# [PROBLEM]
Reproduce each entry below verbatim.

# [DATA FOR REVIEW]
//! Implements the Double Sphere camera model.
//!
//! The Double Sphere model projects a point onto two unit spheres whose
//! centers are shifted by `xi`, then onto an image plane shifted by `alpha`.
//! It handles fields of view beyond 180 degrees with closed-form projection
//! and unprojection, which keeps remap table generation cheap.
//!
//! # References
//!
//! "The Double Sphere Camera Model" by Vladyslav Usenko, Nikolaus Demmel and
//! Daniel Cremers (3DV 2018).

use nalgebra::{Vector2, Vector3};
use serde::{Deserialize, Serialize};

use crate::camera::{read_cam0, validation, CameraModel, CameraModelError, Intrinsics, Resolution};

/// Double Sphere calibration: intrinsics plus `xi` and `alpha`.
#[derive(Debug, Clone, Serialize, Deserialize)]
pub struct DoubleSphereModel {
    pub intrinsics: Intrinsics,
    pub resolution: Resolution,
    /// Distance between the two sphere centers.
    pub xi: f64,
    /// Image plane shift, in `(0, 1]`.
    pub alpha: f64,
}

impl CameraModel for DoubleSphereModel {
    fn project(&self, point_3d: &Vector3<f64>) -> Result<Vector2<f64>, CameraModelError> {
        const PRECISION: f64 = 1e-3;

        let x = point_3d.x;
        let y = point_3d.y;
        let z = point_3d.z;

        let r_squared = (x * x) + (y * y);
        let d1 = (r_squared + (z * z)).sqrt();
        if d1 < f64::EPSILON {
            return Err(CameraModelError::PointAtCameraCenter);
        }
        let gamma = self.xi * d1 + z;
        let d2 = (r_squared + gamma * gamma).sqrt();

        // Points behind the valid hemisphere-plus region fail this test
        let w1 = if self.alpha <= 0.5 {
            self.alpha / (1.0 - self.alpha)
        } else {
            (1.0 - self.alpha) / self.alpha
        };
        let w2 = (w1 + self.xi) / (2.0 * w1 * self.xi + self.xi * self.xi + 1.0).sqrt();
        if z <= -w2 * d1 {
            return Err(CameraModelError::PointIsOutSideImage);
        }

        let denom = self.alpha * d2 + (1.0 - self.alpha) * gamma;
        if denom < PRECISION * d1 {
            return Err(CameraModelError::PointIsOutSideImage);
        }

        let projected_x = self.intrinsics.fx * (x / denom) + self.intrinsics.cx;
        let projected_y = self.intrinsics.fy * (y / denom) + self.intrinsics.cy;

        Ok(Vector2::new(projected_x, projected_y))
    }

    fn unproject(&self, point_2d: &Vector2<f64>) -> Result<Vector3<f64>, CameraModelError> {
        const PRECISION: f64 = 1e-3;

        let alpha = self.alpha;
        let xi = self.xi;

        let mx = (point_2d.x - self.intrinsics.cx) / self.intrinsics.fx;
        let my = (point_2d.y - self.intrinsics.cy) / self.intrinsics.fy;
        let r_squared = (mx * mx) + (my * my);

        if alpha > 0.5 && (2.0 * alpha - 1.0) * r_squared >= 1.0 {
            return Err(CameraModelError::PointIsOutSideImage);
        }

        let mz = (1.0 - alpha * alpha * r_squared)
            / (alpha * (1.0 - (2.0 * alpha - 1.0) * r_squared).sqrt() + 1.0 - alpha);
        let mz_squared = mz * mz;

        let num = mz * xi + (mz_squared + (1.0 - xi * xi) * r_squared).sqrt();
        let denom = mz_squared + r_squared;
        if denom < PRECISION {
            return Err(CameraModelError::PointIsOutSideImage);
        }

        let coeff = num / denom;
        let ray = Vector3::new(coeff * mx, coeff * my, coeff * mz - xi);

        Ok(ray.normalize())
    }

    fn load_from_yaml(path: &str) -> Result<Self, CameraModelError> {
        let block = read_cam0(path, &["xi", "alpha"])?;

        let model = DoubleSphereModel {
            intrinsics: block.intrinsics,
            resolution: block.resolution,
            xi: block.extra[0],
            alpha: block.extra[1],
        };

        model.validate_params()?;
        Ok(model)
    }

    fn validate_params(&self) -> Result<(), CameraModelError> {
        validation::validate_intrinsics(&self.intrinsics)?;

        if !self.xi.is_finite() {
            return Err(CameraModelError::InvalidParams(
                "xi must be finite".to_string(),
            ));
        }

        if !(self.alpha > 0.0 && self.alpha <= 1.0) {
            return Err(CameraModelError::InvalidParams(
                "alpha must be in (0, 1]".to_string(),
            ));
        }

        Ok(())
    }

    fn get_resolution(&self) -> Resolution {
        self.resolution
    }

    fn get_intrinsics(&self) -> Intrinsics {
        self.intrinsics.clone()
    }

    fn get_distortion(&self) -> Vec<f64> {
        vec![self.xi, self.alpha]
    }

    fn model_name(&self) -> &'static str {
        "double_sphere"
    }
}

# [RESPONSE FOR THIS EXERCISE]
//! Implements the Double Sphere camera model.
//!
//! The Double Sphere model projects a point onto two unit spheres whose
//! centers are shifted by `xi`, then onto an image plane shifted by `alpha`.
//! It handles fields of view beyond 180 degrees with closed-form projection
//! and unprojection, which keeps remap table generation cheap.
//!
//! # References
//!
//! "The Double Sphere Camera Model" by Vladyslav Usenko, Nikolaus Demmel and
//! Daniel Cremers (3DV 2018).

use nalgebra::{Vector2, Vector3};
use serde::{Deserialize, Serialize};

use crate::camera::{read_cam0, validation, CameraModel, CameraModelError, Intrinsics, Resolution};

/// Double Sphere calibration: intrinsics plus `xi` and `alpha`.
#[derive(Debug, Clone, Serialize, Deserialize)]
pub struct DoubleSphereModel {
    pub intrinsics: Intrinsics,
    pub resolution: Resolution,
    /// Distance between the two sphere centers.
    pub xi: f64,
    /// Image plane shift, in `(0, 1]`.
    pub alpha: f64,
}

impl CameraModel for DoubleSphereModel {
    fn project(&self, point_3d: &Vector3<f64>) -> Result<Vector2<f64>, CameraModelError> {
        const PRECISION: f64 = 1e-3;

        let x = point_3d.x;
        let y = point_3d.y;
        let z = point_3d.z;

        let r_squared = (x * x) + (y * y);
        let d1 = (r_squared + (z * z)).sqrt();
        if d1 < f64::EPSILON {
            return Err(CameraModelError::PointAtCameraCenter);
        }
        let gamma = self.xi * d1 + z;
        let d2 = (r_squared + gamma * gamma).sqrt();

        // Points behind the valid hemisphere-plus region fail this test
        let w1 = if self.alpha <= 0.5 {
            self.alpha / (1.0 - self.alpha)
        } else {
            (1.0 - self.alpha) / self.alpha
        };
        let w2 = (w1 + self.xi) / (2.0 * w1 * self.xi + self.xi * self.xi + 1.0).sqrt();
        if z <= -w2 * d1 {
            return Err(CameraModelError::PointIsOutSideImage);
        }

        let denom = self.alpha * d2 + (1.0 - self.alpha) * gamma;
        if denom < PRECISION * d1 {
            return Err(CameraModelError::PointIsOutSideImage);
        }

        let projected_x = self.intrinsics.fx * (x / denom) + self.intrinsics.cx;
        let projected_y = self.intrinsics.fy * (y / denom) + self.intrinsics.cy;

        Ok(Vector2::new(projected_x, projected_y))
    }

    fn unproject(&self, point_2d: &Vector2<f64>) -> Result<Vector3<f64>, CameraModelError> {
        const PRECISION: f64 = 1e-3;

        let alpha = self.alpha;
        let xi = self.xi;

        let mx = (point_2d.x - self.intrinsics.cx) / self.intrinsics.fx;
        let my = (point_2d.y - self.intrinsics.cy) / self.intrinsics.fy;
        let r_squared = (mx * mx) + (my * my);

        if alpha > 0.5 && (2.0 * alpha - 1.0) * r_squared >= 1.0 {
            return Err(CameraModelError::PointIsOutSideImage);
        }

        let mz = (1.0 - alpha * alpha * r_squared)
            / (alpha * (1.0 - (2.0 * alpha - 1.0) * r_squared).sqrt() + 1.0 - alpha);
        let mz_squared = mz * mz;

        let num = mz * xi + (mz_squared + (1.0 - xi * xi) * r_squared).sqrt();
        let denom = mz_squared + r_squared;
        if denom < PRECISION {
            return Err(CameraModelError::PointIsOutSideImage);
        }

        let coeff = num / denom;
        let ray = Vector3::new(coeff * mx, coeff * my, coeff * mz - xi);

        Ok(ray.normalize())
    }

    fn load_from_yaml(path: &str) -> Result<Self, CameraModelError> {
        let block = read_cam0(path, &["xi", "alpha"])?;

        let model = DoubleSphereModel {
            intrinsics: block.intrinsics,
            resolution: block.resolution,
            xi: block.extra[0],
            alpha: block.extra[1],
        };

        model.validate_params()?;
        Ok(model)
    }

    fn validate_params(&self) -> Result<(), CameraModelError> {
        validation::validate_intrinsics(&self.intrinsics)?;

        if !self.xi.is_finite() {
            return Err(CameraModelError::InvalidParams(
                "xi must be finite".to_string(),
            ));
        }

        if !(self.alpha > 0.0 && self.alpha <= 1.0) {
            return Err(CameraModelError::InvalidParams(
                "alpha must be in (0, 1]".to_string(),
            ));
        }

        Ok(())
    }

    fn get_resolution(&self) -> Resolution {
        self.resolution
    }

    fn get_intrinsics(&self) -> Intrinsics {
        self.intrinsics.clone()
    }

    fn get_distortion(&self) -> Vec<f64> {
        vec![self.xi, self.alpha]
    }

    fn model_name(&self) -> &'static str {
        "double_sphere"
    }
}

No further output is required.